◆ **Task requirements**
Beneath this task are records; state how many of their lines hold the word "into", and nothing else.

◆ **Data for analysis**

###

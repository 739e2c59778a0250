//! # Repository Layer
//!
//! Repository implementations that encapsulate SeaORM operations for
//! tenants, proposals and plan usage.

use axum::http::StatusCode;
use sea_orm::DbErr;
use thiserror::Error;

use crate::domains::DomainError;
use crate::error::ApiError;

pub mod proposal;
pub mod tenant;
pub mod usage;

pub use proposal::{ProposalRepository, PublicProposal, PublicTier};
pub use tenant::TenantRepository;
pub use usage::{UsageRepository, UsageSource};

/// Errors surfaced by repositories that enforce domain rules.
#[derive(Debug, Error)]
pub enum RepositoryError {
    #[error(transparent)]
    Database(#[from] DbErr),
    #[error(transparent)]
    Domain(#[from] DomainError),
    #[error("{0} not found")]
    NotFound(&'static str),
    #[error("{0}")]
    Conflict(String),
}

impl From<RepositoryError> for ApiError {
    fn from(error: RepositoryError) -> Self {
        match error {
            RepositoryError::Database(err) => err.into(),
            RepositoryError::Domain(err) => err.into(),
            RepositoryError::NotFound(what) => Self::new(
                StatusCode::NOT_FOUND,
                "NOT_FOUND",
                format!("{what} not found"),
            ),
            RepositoryError::Conflict(message) => {
                Self::new(StatusCode::CONFLICT, "CONFLICT", message)
            }
        }
    }
}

###

◆ **Output**
2